In February 2022, Kirk Glenn Reiber visited a 24-Hour Mobile Truck & Trailer Repair shop and asked the owner to repair a flat tire on his bicycle. The owner declined, and Reiber left but returned approximately thirty minutes later demanding the repair. After being told to leave, Reiber complied, but later that evening the shop owner discovered his service truck was missing.

The next day, when the owner’s son confronted an individual attempting to operate a customer’s car hauler truck on the property, Reiber—who was driving—put the vehicle in reverse and accelerated at high speed. The truck struck and dragged the shop owner’s wife approximately 20 to 30 yards, causing her a concussion and a torn labrum. Police arrived and arrested Reiber at the scene. A jury convicted Reiber of two counts of unauthorized use of a vehicle and one count of aggravated assault with a deadly weapon.

The Court’s Holding

The trial court sentenced Reiber to twenty years imprisonment on each unauthorized use conviction and life imprisonment on the aggravated assault conviction after finding two felony enhancement paragraphs true. On appeal, Reiber challenged the legal and factual sufficiency of evidence supporting the jury’s rejection of his insanity defense. The Court of Appeals affirmed the convictions in all respects.

The court emphasized that insanity is an affirmative defense placing the burden of proof on the defendant, who must prove it by a preponderance of the evidence. Critically, the court held that expert psychological testimony—even if uncontradicted—does not establish insanity as a matter of law. Juries remain the ultimate arbiters of whether a defendant understood his conduct was wrong; they may reject expert opinion, weigh it against lay testimony and circumstantial evidence, and reach their own conclusion on the legal question of insanity.

The court found sufficient evidence supporting the jury’s verdict. Reiber’s attempt to flee when law enforcement was contacted suggested knowledge that his conduct was illegal. Similarly, evidence that Reiber attempted to pry open the service truck indicated he knew he lacked permission to use it. The jury could reasonably conclude that Reiber’s impersonation of a shop worker—claiming employment at the repair facility to gain access to the customer’s vehicle—was deliberate deception rather than confusion caused by mental illness. The jury was also entitled to credit the responding officer’s on-scene observations of Reiber’s demeanor over the defense expert’s evaluation, which occurred more than a year after the incident.

Key Takeaways

  • Insanity is an affirmative defense; defendants bear the burden of proving it by a preponderance of the evidence.
  • Expert psychiatric or psychological testimony, even if uncontradicted, does not establish insanity as a matter of law—juries may reject or discount such testimony in favor of lay evidence and circumstantial facts.
  • Evidence of flight or attempts to conceal or gain access to property without permission can support an inference that a defendant understood his conduct was illegal, defeating an insanity claim.
  • Juries may credit lay witness testimony and credibility assessments over expert opinions offered long after the events in question.

Why It Matters

This decision reinforces a critical principle in Texas criminal law: expert mental health testimony in insanity cases does not displace jury determinations of fact. While psychiatric evidence of mental illness is relevant and admissible, Texas law recognizes that insanity involves legal and ethical considerations beyond medical diagnosis alone. The jury’s constitutional role as fact-finder is protected from being usurped by expert opinion, no matter how qualified the expert or how uncontradicted the testimony.
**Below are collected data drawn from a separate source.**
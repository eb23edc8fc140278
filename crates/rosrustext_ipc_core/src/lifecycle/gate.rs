use std::sync::atomic::{AtomicBool, Ordering};

/// Activation gate for managed communication entities.
///
/// Intended use (endpoint layer):
/// - `activate()` when the owning node becomes Active
/// - `deactivate()` when it leaves Active
/// - endpoints check `is_active()` before taking part in a wait or a publish
/// - `should_warn_once()` rate-limits the "not activated" diagnostic to one per inactive period
#[derive(Debug)]
pub struct ActivationGate {
    active: AtomicBool,
    warned_since_deactivation: AtomicBool,
}

impl ActivationGate {
    pub const fn new() -> Self {
        Self {
            active: AtomicBool::new(false),
            warned_since_deactivation: AtomicBool::new(false),
        }
    }

    pub fn activate(&self) {
        self.active.store(true, Ordering::Release);
    }

    /// Closes the gate and re-arms the one-shot warning, even when already inactive.
    pub fn deactivate(&self) {
        // Re-arm before closing so a poller that observes the closed gate also observes the reset.
        self.warned_since_deactivation.store(false, Ordering::Release);
        self.active.store(false, Ordering::Release);
    }

    pub fn is_active(&self) -> bool {
        self.active.load(Ordering::Acquire)
    }

    /// True exactly once per inactive period; always false while active.
    pub fn should_warn_once(&self) -> bool {
        if self.is_active() {
            return false;
        }
        !self.warned_since_deactivation.swap(true, Ordering::AcqRel)
    }
}

impl Default for ActivationGate {
    fn default() -> Self {
        Self::new()
    }
}
use std::env;

use rosrustext_ipc::config::IntraProcessConfig;
use rosrustext_ipc::{CapacityPolicy, Error, Result};

pub const DEFAULT_TOPIC: &str = "/rosrustext_ipc_probe";
pub const DEFAULT_SUBSCRIPTIONS: usize = 2;
pub const DEFAULT_MESSAGES: usize = 5;

pub struct Config {
    pub topic: String,
    pub subscriptions: usize,
    pub messages: usize,
    pub ipc: IntraProcessConfig,
}

impl Config {
    pub fn from_args() -> Result<Self> {
        Self::from_args_iter(env::args())
    }

    /// Buffer settings start from the `ROSRUSTEXT_IPC_*` environment; flags override them.
    pub fn from_args_iter<I, S>(iter: I) -> Result<Self>
    where
        I: IntoIterator<Item = S>,
        S: AsRef<str>,
    {
        let mut topic =
            env::var("ROSRUSTEXT_IPC_TOPIC").unwrap_or_else(|_| DEFAULT_TOPIC.to_string());
        let mut subscriptions = DEFAULT_SUBSCRIPTIONS;
        let mut messages = DEFAULT_MESSAGES;
        let mut ipc = IntraProcessConfig::from_env()?;
        let mut depth: Option<usize> = None;
        let mut keep_all = false;

        let mut args = iter.into_iter();
        let _ = args.next();
        while let Some(arg) = args.next() {
            let arg = arg.as_ref();
            match arg {
                "-h" | "--help" => {
                    print_usage();
                    std::process::exit(0);
                }
                "--topic" => {
                    if let Some(value) = args.next() {
                        topic = value.as_ref().to_string();
                    }
                }
                "--subscriptions" => {
                    subscriptions = parse_count(arg, args.next().as_ref().map(AsRef::as_ref))?;
                }
                "--messages" => {
                    messages = parse_count(arg, args.next().as_ref().map(AsRef::as_ref))?;
                }
                "--depth" => {
                    depth = Some(parse_count(arg, args.next().as_ref().map(AsRef::as_ref))?);
                }
                "--keep-all" => {
                    keep_all = true;
                }
                _ if arg.starts_with("--topic=") => {
                    topic = arg["--topic=".len()..].to_string();
                }
                _ if arg.starts_with("--depth=") => {
                    depth = Some(parse_count("--depth", Some(&arg["--depth=".len()..]))?);
                }
                _ => {}
            }
        }

        if keep_all {
            ipc.history = CapacityPolicy::Unbounded;
        } else if let Some(depth) = depth {
            ipc.history = CapacityPolicy::keep_last(depth)?;
        }

        Ok(Self {
            topic,
            subscriptions,
            messages,
            ipc,
        })
    }
}

fn print_usage() {
    println!(
        "rosrustext_ipc_probe [--topic <name>] [--subscriptions <n>] [--messages <n>] [--depth <n> | --keep-all]"
    );
}

fn parse_count(flag: &str, value: Option<&str>) -> Result<usize> {
    let value = value.ok_or_else(|| Error::Config(format!("{flag}: missing value")))?;
    value
        .trim()
        .parse()
        .map_err(|_| Error::Config(format!("{flag}: expected a number, got '{value}'")))
}
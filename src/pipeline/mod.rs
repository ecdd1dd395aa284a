use std::fmt;
use std::sync::Arc;

use crate::config::PipelineConfig;
use crate::extractors::{
    PanelOpenerSource, PlayerResponseSource, RenderedPanelSource, TimedTextApiSource,
    TranscriptSource,
};
use crate::fetch::HttpFetcher;
use crate::page::HostPage;
use crate::{Result, TranscriptError};

pub mod normalizer;

/// One spoken segment
#[derive(Debug, Clone, PartialEq, Eq)]
pub struct TranscriptLine {
    /// Fixed-width `MM:SS` / `HH:MM:SS` token, when the start time is known
    pub timestamp: Option<String>,
    pub text: String,
}

impl fmt::Display for TranscriptLine {
    fn fmt(&self, f: &mut fmt::Formatter<'_>) -> fmt::Result {
        match &self.timestamp {
            Some(timestamp) => write!(f, "[{}] {}", timestamp, self.text),
            None => write!(f, "{}", self.text),
        }
    }
}

/// Transcript lines in playback order
#[derive(Debug, Clone, Default, PartialEq, Eq)]
pub struct CanonicalTranscript {
    lines: Vec<TranscriptLine>,
}

impl CanonicalTranscript {
    /// Keeps order as given; blank lines are dropped
    pub fn new(lines: Vec<TranscriptLine>) -> Self {
        Self {
            lines: lines
                .into_iter()
                .filter(|line| !line.text.trim().is_empty())
                .collect(),
        }
    }

    pub fn lines(&self) -> &[TranscriptLine] {
        &self.lines
    }

    pub fn is_empty(&self) -> bool {
        self.lines.is_empty()
    }
}

impl fmt::Display for CanonicalTranscript {
    fn fmt(&self, f: &mut fmt::Formatter<'_>) -> fmt::Result {
        for line in &self.lines {
            writeln!(f, "{}", line)?;
        }
        Ok(())
    }
}

/// Runs the transcript sources in priority order
pub struct TranscriptPipeline {
    sources: Vec<Box<dyn TranscriptSource>>,
}

impl TranscriptPipeline {
    /// The built-in sources, cheapest and most faithful first
    pub fn standard(
        page: Arc<dyn HostPage>,
        fetcher: Arc<dyn HttpFetcher>,
        config: PipelineConfig,
    ) -> Self {
        Self::with_sources(vec![
            Box::new(RenderedPanelSource::new(page.clone())),
            Box::new(PanelOpenerSource::new(page.clone(), config.clone())),
            Box::new(PlayerResponseSource::new(page, fetcher.clone(), config.clone())),
            Box::new(TimedTextApiSource::new(fetcher, config)),
        ])
    }

    pub fn with_sources(sources: Vec<Box<dyn TranscriptSource>>) -> Self {
        Self { sources }
    }

    /// Names of the sources, in the order they are tried
    pub fn source_names(&self) -> Vec<&'static str> {
        self.sources.iter().map(|source| source.name()).collect()
    }

    /// Obtain the canonical transcript text for a video
    pub async fn acquire(&self, video_id: &str) -> Result<String> {
        for source in &self.sources {
            tracing::info!("Trying {} for video {}", source.name(), video_id);

            match source.attempt(video_id).await {
                Ok(Some(payload)) => {
                    tracing::info!("Got {} from {}", payload.format_name(), source.name());
                    return normalizer::normalize(payload);
                }
                Ok(None) => {
                    tracing::debug!("{} does not apply", source.name());
                }
                Err(e) if e.is_inapplicable() => {
                    tracing::info!("{} does not apply: {}", source.name(), e);
                }
                Err(e) => {
                    tracing::warn!("{} failed: {}", source.name(), e);
                    return Err(e);
                }
            }
        }

        Err(TranscriptError::NoTranscriptAvailable(video_id.to_string()))
    }
}
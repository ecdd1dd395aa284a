use async_trait::async_trait;
use std::sync::Arc;

use super::{RawTranscriptPayload, TranscriptSource};
use crate::captions::markup;
use crate::config::PipelineConfig;
use crate::fetch::{fetch_required, HttpFetcher};
use crate::Result;

const DEFAULT_LANGUAGE: &str = "en";

/// Asks the timedtext API directly: list the tracks, then fetch the first one
pub struct TimedTextApiSource {
    fetcher: Arc<dyn HttpFetcher>,
    config: PipelineConfig,
}

impl TimedTextApiSource {
    pub fn new(fetcher: Arc<dyn HttpFetcher>, config: PipelineConfig) -> Self {
        Self { fetcher, config }
    }

    pub fn track_list_url(&self, video_id: &str) -> String {
        format!(
            "{}/api/timedtext?type=list&v={}",
            self.config.host_root(),
            urlencoding::encode(video_id)
        )
    }

    pub fn caption_url(&self, video_id: &str, language_code: &str) -> String {
        format!(
            "{}/api/timedtext?lang={}&v={}&fmt={}",
            self.config.host_root(),
            urlencoding::encode(language_code),
            urlencoding::encode(video_id),
            urlencoding::encode(&self.config.caption_format)
        )
    }
}

/// Language code of the first `<track>` in a track listing
fn first_track_language(listing: &str) -> Result<String> {
    let language = markup::parse(listing)?
        .into_iter()
        .find(|element| element.name == "track")
        .and_then(|track| track.attr("lang_code").map(str::to_string))
        .filter(|code| !code.trim().is_empty());

    Ok(language.unwrap_or_else(|| DEFAULT_LANGUAGE.to_string()))
}

#[async_trait]
impl TranscriptSource for TimedTextApiSource {
    fn name(&self) -> &'static str {
        "timedtext API"
    }

    async fn attempt(&self, video_id: &str) -> Result<Option<RawTranscriptPayload>> {
        let listing = fetch_required(self.fetcher.as_ref(), &self.track_list_url(video_id)).await?;
        let language_code = first_track_language(&listing)?;
        tracing::info!("Requesting {} captions from the timedtext API", language_code);

        let body = fetch_required(
            self.fetcher.as_ref(),
            &self.caption_url(video_id, &language_code),
        )
        .await?;

        Ok(Some(RawTranscriptPayload::Markup(body)))
    }
}
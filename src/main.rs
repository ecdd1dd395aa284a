use anyhow::{Context, Result};
use clap::Parser;
use indicatif::{ProgressBar, ProgressStyle};
use std::path::Path;
use std::sync::Arc;
use std::time::Duration;
use tracing_subscriber::{layer::SubscriberExt, util::SubscriberInitExt};

use transcript_grab::fetch::fetch_required;
use transcript_grab::{
    cli::{Cli, Commands},
    normalize, output, utils, Config, HostPage, HtmlPage, RawTranscriptPayload,
    ReqwestFetcher, TranscriptPipeline,
};

#[tokio::main]
async fn main() -> Result<()> {
    let cli = Cli::parse();

    let default_filter = if cli.verbose {
        "transcript_grab=debug"
    } else {
        "transcript_grab=info"
    };

    // Initialize tracing
    tracing_subscriber::registry()
        .with(
            tracing_subscriber::EnvFilter::try_from_default_env()
                .unwrap_or_else(|_| default_filter.into()),
        )
        .with(tracing_subscriber::fmt::layer().with_writer(std::io::stderr))
        .init();

    match cli.command {
        Commands::Fetch {
            target,
            output,
            stdout,
        } => {
            let video_id = utils::extract_video_id(&target)?;
            let config = Config::load()?;
            fetch(&config, &video_id, output.as_deref(), stdout, cli.quiet).await?;
        }
        Commands::Normalize { file } => {
            let content = fs_err::read_to_string(&file)?;
            let payload = RawTranscriptPayload::detect(&content)
                .with_context(|| format!("Cannot normalize {}", file.display()))?;
            tracing::debug!("Detected {} in {}", payload.format_name(), file.display());

            let text = normalize(payload)?;
            println!("{}", text.trim_end());
        }
        Commands::Config { show, init } => {
            if init {
                let config = Config::default();
                config.save()?;
                println!("Default configuration written to: {}", Config::config_path()?.display());
            } else {
                let config = Config::load()?;
                if show {
                    config.display();
                } else {
                    println!("Configuration file: {}", Config::config_path()?.display());
                    println!("Run with --show to print it or --init to create it.");
                }
            }
        }
    }

    Ok(())
}

async fn fetch(
    config: &Config,
    video_id: &str,
    output_path: Option<&Path>,
    to_stdout: bool,
    quiet: bool,
) -> Result<()> {
    let watch_url = format!("{}/watch?v={}", config.pipeline.host_root(), video_id);
    tracing::info!("Starting transcript acquisition for: {}", watch_url);

    let fetcher = Arc::new(ReqwestFetcher::new());
    let html = fetch_required(fetcher.as_ref(), &watch_url)
        .await
        .context("Failed to download the watch page")?;
    let page = Arc::new(HtmlPage::new(html).with_location(watch_url.clone()));

    let progress = if quiet {
        ProgressBar::hidden()
    } else {
        ProgressBar::new_spinner()
    };
    progress.set_style(
        ProgressStyle::default_spinner()
            .template("{spinner:.green} [{elapsed_precise}] {msg}")
            .unwrap(),
    );
    progress.set_message("Looking for a transcript...");
    progress.enable_steady_tick(Duration::from_millis(120));

    let pipeline = TranscriptPipeline::standard(page.clone(), fetcher, config.pipeline.clone());
    let transcript = match pipeline.acquire(video_id).await {
        Ok(transcript) => {
            progress.finish_with_message("Transcript ready");
            transcript
        }
        Err(e) => {
            progress.finish_with_message("Transcript unavailable");
            return Err(e.into());
        }
    };

    let title = page.title();
    let url = page.location().unwrap_or(watch_url);
    let document = output::render_document(
        title.as_deref().unwrap_or("Unknown title"),
        &url,
        &transcript,
    );

    if to_stdout {
        println!("{}", document);
        return Ok(());
    }

    let path = match output_path {
        Some(path) => {
            fs_err::write(path, &document)?;
            path.to_path_buf()
        }
        None => {
            let filename = output::transcript_filename(title.as_deref(), video_id);
            output::save_to_file(&document, config.output.directory.as_deref(), &filename)?
        }
    };
    println!("Transcript saved to: {}", path.display());

    Ok(())
}
pub mod markup;

use crate::{Result, TranscriptError};

/// One caption stream offered for a video
#[derive(Debug, Clone, PartialEq, Eq)]
pub struct CaptionTrack {
    /// BCP-47 style code such as `en`, `en-GB`, `de`
    pub language_code: String,

    /// `asr` for auto-generated tracks, otherwise usually absent
    pub kind: Option<String>,

    /// Human readable track name, if the host supplied one
    pub display_name: Option<String>,

    /// Caption content URL, possibly relative
    pub source_url: String,
}

impl CaptionTrack {
    pub fn is_auto_generated(&self) -> bool {
        self.kind.as_deref() == Some("asr")
    }

    fn has_language_prefix(&self, prefix: &str) -> bool {
        self.language_code.starts_with(prefix)
    }

    /// Build a track from one entry of the player response's `captionTracks` array
    pub fn from_player_json(value: &serde_json::Value) -> Option<Self> {
        let language_code = value.get("languageCode")?.as_str()?.to_string();
        let source_url = value.get("baseUrl")?.as_str()?.to_string();
        let kind = value
            .get("kind")
            .and_then(|k| k.as_str())
            .map(str::to_string);

        let name = value.get("name");
        let display_name = name
            .and_then(|n| n.get("simpleText"))
            .and_then(|t| t.as_str())
            .or_else(|| {
                name.and_then(|n| n.get("runs"))
                    .and_then(|r| r.as_array())
                    .and_then(|arr| arr.first())
                    .and_then(|r| r.get("text"))
                    .and_then(|t| t.as_str())
            })
            .map(str::to_string);

        Some(Self {
            language_code,
            kind,
            display_name,
            source_url,
        })
    }
}

/// Pick the best caption track.
///
/// Human-authored tracks in the preferred language win, then any track in the preferred
/// language, then simply the first track. Only an empty list fails.
pub fn select_track<'a>(tracks: &'a [CaptionTrack], preferred_language: &str) -> Result<&'a CaptionTrack> {
    tracks
        .iter()
        .find(|t| t.has_language_prefix(preferred_language) && !t.is_auto_generated())
        .or_else(|| tracks.iter().find(|t| t.has_language_prefix(preferred_language)))
        .or_else(|| tracks.first())
        .ok_or(TranscriptError::NoTrackFound)
}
For criminal practitioners, the decision clarifies that circumstantial evidence of knowledge of illegality—particularly flight, attempts at concealment, or deceptive conduct—can significantly undermine an insanity defense even where credible mental health evidence supports it. The decision also underscores the importance of developing lay testimony regarding the defendant’s demeanor and apparent understanding at the time of the offense, as such evidence may outweigh expert evaluations conducted months or years later.